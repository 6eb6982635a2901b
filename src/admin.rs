use crate::scanner::ScanController;
use http_body_util::Full;
use hyper::body::Bytes;
use hyper::header::AUTHORIZATION;
use hyper::service::service_fn;
use hyper::{Method, Request, Response, StatusCode};
use hyper_util::rt::{TokioExecutor, TokioIo};
use hyper_util::server::conn::auto::Builder as AutoBuilder;
use std::net::SocketAddr;
use std::sync::Arc;
use tokio::net::TcpListener;
use tokio::sync::{mpsc, watch};
use tracing::{debug, error, info, warn};

/// Version information for the daemon
pub const VERSION: &str = env!("CARGO_PKG_VERSION");
pub const PKG_NAME: &str = env!("CARGO_PKG_NAME");

/// Helper to create a simple response - infallible with valid StatusCode
fn response(status: StatusCode, body: impl Into<Bytes>) -> Response<Full<Bytes>> {
    Response::builder()
        .status(status)
        .body(Full::new(body.into()))
        .expect("valid response with StatusCode enum")
}

/// Helper to create a JSON response
fn json_response(status: StatusCode, body: impl Into<Bytes>) -> Response<Full<Bytes>> {
    Response::builder()
        .status(status)
        .header("content-type", "application/json")
        .body(Full::new(body.into()))
        .expect("valid response with StatusCode enum and static header")
}

/// Admin API server: scan triggers, reports, and operator controls
pub struct AdminServer {
    bind_addr: SocketAddr,
    controller: Arc<ScanController>,
    scan_tx: mpsc::Sender<()>,
    shutdown_rx: watch::Receiver<bool>,
    auth_token: Arc<String>,
}

impl AdminServer {
    pub fn new(
        bind_addr: SocketAddr,
        controller: Arc<ScanController>,
        scan_tx: mpsc::Sender<()>,
        shutdown_rx: watch::Receiver<bool>,
        auth_token: String,
    ) -> Self {
        Self {
            bind_addr,
            controller,
            scan_tx,
            shutdown_rx,
            auth_token: Arc::new(auth_token),
        }
    }

    pub async fn run(self) -> anyhow::Result<()> {
        let listener = TcpListener::bind(self.bind_addr).await?;
        info!(addr = %self.bind_addr, "Admin API server listening (HTTP/1.1 and HTTP/2)");

        let mut shutdown_rx = self.shutdown_rx.clone();

        loop {
            tokio::select! {
                result = listener.accept() => {
                    match result {
                        Ok((stream, addr)) => {
                            let controller = Arc::clone(&self.controller);
                            let scan_tx = self.scan_tx.clone();
                            let auth_token = Arc::clone(&self.auth_token);

                            tokio::spawn(async move {
                                let io = TokioIo::new(stream);
                                let service = service_fn(move |req| {
                                    let controller = Arc::clone(&controller);
                                    let scan_tx = scan_tx.clone();
                                    let token = Arc::clone(&auth_token);
                                    async move { handle_admin_request(req, controller, scan_tx, token).await }
                                });

                                if let Err(e) = AutoBuilder::new(TokioExecutor::new())
                                    .serve_connection(io, service)
                                    .await
                                {
                                    debug!(addr = %addr, error = %e, "Admin connection error");
                                }
                            });
                        }
                        Err(e) => {
                            error!(error = %e, "Failed to accept admin connection");
                        }
                    }
                }
                _ = shutdown_rx.changed() => {
                    if *shutdown_rx.borrow() {
                        info!("Admin server shutting down");
                        break;
                    }
                }
            }
        }

        Ok(())
    }
}

fn check_auth(req: &Request<hyper::body::Incoming>, expected_token: &str) -> bool {
    req.headers()
        .get(AUTHORIZATION)
        .and_then(|v| v.to_str().ok())
        .map(|auth| {
            // Support "Bearer <token>" format
            auth.strip_prefix("Bearer ")
                .unwrap_or(auth)
                .eq(expected_token)
        })
        .unwrap_or(false)
}

async fn handle_admin_request(
    req: Request<hyper::body::Incoming>,
    controller: Arc<ScanController>,
    scan_tx: mpsc::Sender<()>,
    auth_token: Arc<String>,
) -> Result<Response<Full<Bytes>>, hyper::Error> {
    let path = req.uri().path();
    let method = req.method();

    debug!(%method, %path, "Admin API request");

    // Health check and version need no auth
    let needs_auth = !matches!((method, path), (&Method::GET, "/health" | "/version"));
    if needs_auth && !check_auth(&req, &auth_token) {
        warn!(path, "Unauthorized admin API request");
        return Ok(response(StatusCode::UNAUTHORIZED, "unauthorized"));
    }

    let response = match (method, req.uri().path()) {
        (&Method::GET, "/health") => response(StatusCode::OK, "ok"),

        (&Method::GET, "/version") => {
            let version_info = serde_json::json!({
                "name": PKG_NAME,
                "version": VERSION,
            });
            json_response(StatusCode::OK, version_info.to_string())
        }

        // Queue a scan cycle; a cycle already pending means nothing to do
        (&Method::POST, "/scan") => match scan_tx.try_send(()) {
            Ok(()) => json_response(
                StatusCode::ACCEPTED,
                serde_json::json!({"queued": true}).to_string(),
            ),
            Err(mpsc::error::TrySendError::Full(())) => json_response(
                StatusCode::ACCEPTED,
                serde_json::json!({"queued": false, "note": "scan already pending"}).to_string(),
            ),
            Err(mpsc::error::TrySendError::Closed(())) => {
                response(StatusCode::SERVICE_UNAVAILABLE, "scanner stopped")
            }
        },

        // Run the cycle without committing and return the assembled text
        (&Method::POST, "/scan/dry-run") => match controller.scan(true).await {
            Ok(report) => match serde_json::to_string(&report) {
                Ok(body) => json_response(StatusCode::OK, body),
                Err(e) => response(
                    StatusCode::INTERNAL_SERVER_ERROR,
                    format!("report serialization failed: {}", e),
                ),
            },
            Err(e) => response(StatusCode::INTERNAL_SERVER_ERROR, format!("scan failed: {}", e)),
        },

        (&Method::GET, "/report") => match controller.last_report() {
            Some(report) => match serde_json::to_string(&report) {
                Ok(body) => json_response(StatusCode::OK, body),
                Err(e) => response(
                    StatusCode::INTERNAL_SERVER_ERROR,
                    format!("report serialization failed: {}", e),
                ),
            },
            None => response(StatusCode::NOT_FOUND, "no scan has completed yet"),
        },

        (&Method::GET, "/campaigns") => {
            let blocks = controller.block_summaries().await;
            let body = serde_json::json!({
                "campaigns": blocks,
                "count": blocks.len(),
            });
            json_response(StatusCode::OK, body.to_string())
        }

        (&Method::GET, "/status") => {
            let body = serde_json::json!({
                "phase": controller.orchestrator().phase(),
                "fatal": controller.orchestrator().is_fatal(),
                "current_version": controller.current_version().await,
                "block_count": controller.block_summaries().await.len(),
            });
            json_response(StatusCode::OK, body.to_string())
        }

        (&Method::POST, "/fatal/clear") => {
            if controller.orchestrator().clear_fatal() {
                json_response(
                    StatusCode::OK,
                    serde_json::json!({"cleared": true}).to_string(),
                )
            } else {
                json_response(
                    StatusCode::OK,
                    serde_json::json!({"cleared": false, "note": "not in fatal state"}).to_string(),
                )
            }
        }

        // 404 for everything else
        _ => response(StatusCode::NOT_FOUND, "not found"),
    };

    Ok(response)
}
........
Directions for this task:
With nothing left out, output the whole listing exactly.

Task solution:
repository 6eb6982635a2901b
filename src/admin.rs
use crate::scanner::ScanController;
use http_body_util::Full;
use hyper::body::Bytes;
use hyper::header::AUTHORIZATION;
use hyper::service::service_fn;
use hyper::{Method, Request, Response, StatusCode};
use hyper_util::rt::{TokioExecutor, TokioIo};
use hyper_util::server::conn::auto::Builder as AutoBuilder;
use std::net::SocketAddr;
use std::sync::Arc;
use tokio::net::TcpListener;
use tokio::sync::{mpsc, watch};
use tracing::{debug, error, info, warn};

/// Version information for the daemon
pub const VERSION: &str = env!("CARGO_PKG_VERSION");
pub const PKG_NAME: &str = env!("CARGO_PKG_NAME");

/// Helper to create a simple response - infallible with valid StatusCode
fn response(status: StatusCode, body: impl Into<Bytes>) -> Response<Full<Bytes>> {
    Response::builder()
        .status(status)
        .body(Full::new(body.into()))
        .expect("valid response with StatusCode enum")
}

/// Helper to create a JSON response
fn json_response(status: StatusCode, body: impl Into<Bytes>) -> Response<Full<Bytes>> {
    Response::builder()
        .status(status)
        .header("content-type", "application/json")
        .body(Full::new(body.into()))
        .expect("valid response with StatusCode enum and static header")
}

/// Admin API server: scan triggers, reports, and operator controls
pub struct AdminServer {
    bind_addr: SocketAddr,
    controller: Arc<ScanController>,
    scan_tx: mpsc::Sender<()>,
    shutdown_rx: watch::Receiver<bool>,
    auth_token: Arc<String>,
}

impl AdminServer {
    pub fn new(
        bind_addr: SocketAddr,
        controller: Arc<ScanController>,
        scan_tx: mpsc::Sender<()>,
        shutdown_rx: watch::Receiver<bool>,
        auth_token: String,
    ) -> Self {
        Self {
            bind_addr,
            controller,
            scan_tx,
            shutdown_rx,
            auth_token: Arc::new(auth_token),
        }
    }

    pub async fn run(self) -> anyhow::Result<()> {
        let listener = TcpListener::bind(self.bind_addr).await?;
        info!(addr = %self.bind_addr, "Admin API server listening (HTTP/1.1 and HTTP/2)");

        let mut shutdown_rx = self.shutdown_rx.clone();

        loop {
            tokio::select! {
                result = listener.accept() => {
                    match result {
                        Ok((stream, addr)) => {
                            let controller = Arc::clone(&self.controller);
                            let scan_tx = self.scan_tx.clone();
                            let auth_token = Arc::clone(&self.auth_token);

                            tokio::spawn(async move {
                                let io = TokioIo::new(stream);
                                let service = service_fn(move |req| {
                                    let controller = Arc::clone(&controller);
                                    let scan_tx = scan_tx.clone();
                                    let token = Arc::clone(&auth_token);
                                    async move { handle_admin_request(req, controller, scan_tx, token).await }
                                });

                                if let Err(e) = AutoBuilder::new(TokioExecutor::new())
                                    .serve_connection(io, service)
                                    .await
                                {
                                    debug!(addr = %addr, error = %e, "Admin connection error");
                                }
                            });
                        }
                        Err(e) => {
                            error!(error = %e, "Failed to accept admin connection");
                        }
                    }
                }
                _ = shutdown_rx.changed() => {
                    if *shutdown_rx.borrow() {
                        info!("Admin server shutting down");
                        break;
                    }
                }
            }
        }

        Ok(())
    }
}

fn check_auth(req: &Request<hyper::body::Incoming>, expected_token: &str) -> bool {
    req.headers()
        .get(AUTHORIZATION)
        .and_then(|v| v.to_str().ok())
        .map(|auth| {
            // Support "Bearer <token>" format
            auth.strip_prefix("Bearer ")
                .unwrap_or(auth)
                .eq(expected_token)
        })
        .unwrap_or(false)
}

async fn handle_admin_request(
    req: Request<hyper::body::Incoming>,
    controller: Arc<ScanController>,
    scan_tx: mpsc::Sender<()>,
    auth_token: Arc<String>,
) -> Result<Response<Full<Bytes>>, hyper::Error> {
    let path = req.uri().path();
    let method = req.method();

    debug!(%method, %path, "Admin API request");

    // Health check and version need no auth
    let needs_auth = !matches!((method, path), (&Method::GET, "/health" | "/version"));
    if needs_auth && !check_auth(&req, &auth_token) {
        warn!(path, "Unauthorized admin API request");
        return Ok(response(StatusCode::UNAUTHORIZED, "unauthorized"));
    }

    let response = match (method, req.uri().path()) {
        (&Method::GET, "/health") => response(StatusCode::OK, "ok"),

        (&Method::GET, "/version") => {
            let version_info = serde_json::json!({
                "name": PKG_NAME,
                "version": VERSION,
            });
            json_response(StatusCode::OK, version_info.to_string())
        }

        // Queue a scan cycle; a cycle already pending means nothing to do
        (&Method::POST, "/scan") => match scan_tx.try_send(()) {
            Ok(()) => json_response(
                StatusCode::ACCEPTED,
                serde_json::json!({"queued": true}).to_string(),
            ),
            Err(mpsc::error::TrySendError::Full(())) => json_response(
                StatusCode::ACCEPTED,
                serde_json::json!({"queued": false, "note": "scan already pending"}).to_string(),
            ),
            Err(mpsc::error::TrySendError::Closed(())) => {
                response(StatusCode::SERVICE_UNAVAILABLE, "scanner stopped")
            }
        },

        // Run the cycle without committing and return the assembled text
        (&Method::POST, "/scan/dry-run") => match controller.scan(true).await {
            Ok(report) => match serde_json::to_string(&report) {
                Ok(body) => json_response(StatusCode::OK, body),
                Err(e) => response(
                    StatusCode::INTERNAL_SERVER_ERROR,
                    format!("report serialization failed: {}", e),
                ),
            },
            Err(e) => response(StatusCode::INTERNAL_SERVER_ERROR, format!("scan failed: {}", e)),
        },

        (&Method::GET, "/report") => match controller.last_report() {
            Some(report) => match serde_json::to_string(&report) {
                Ok(body) => json_response(StatusCode::OK, body),
                Err(e) => response(
                    StatusCode::INTERNAL_SERVER_ERROR,
                    format!("report serialization failed: {}", e),
                ),
            },
            None => response(StatusCode::NOT_FOUND, "no scan has completed yet"),
        },

        (&Method::GET, "/campaigns") => {
            let blocks = controller.block_summaries().await;
            let body = serde_json::json!({
                "campaigns": blocks,
                "count": blocks.len(),
            });
            json_response(StatusCode::OK, body.to_string())
        }

        (&Method::GET, "/status") => {
            let body = serde_json::json!({
                "phase": controller.orchestrator().phase(),
                "fatal": controller.orchestrator().is_fatal(),
                "current_version": controller.current_version().await,
                "block_count": controller.block_summaries().await.len(),
            });
            json_response(StatusCode::OK, body.to_string())
        }

        (&Method::POST, "/fatal/clear") => {
            if controller.orchestrator().clear_fatal() {
                json_response(
                    StatusCode::OK,
                    serde_json::json!({"cleared": true}).to_string(),
                )
            } else {
                json_response(
                    StatusCode::OK,
                    serde_json::json!({"cleared": false, "note": "not in fatal state"}).to_string(),
                )
            }
        }

        // 404 for everything else
        _ => response(StatusCode::NOT_FOUND, "not found"),
    };

    Ok(response)
}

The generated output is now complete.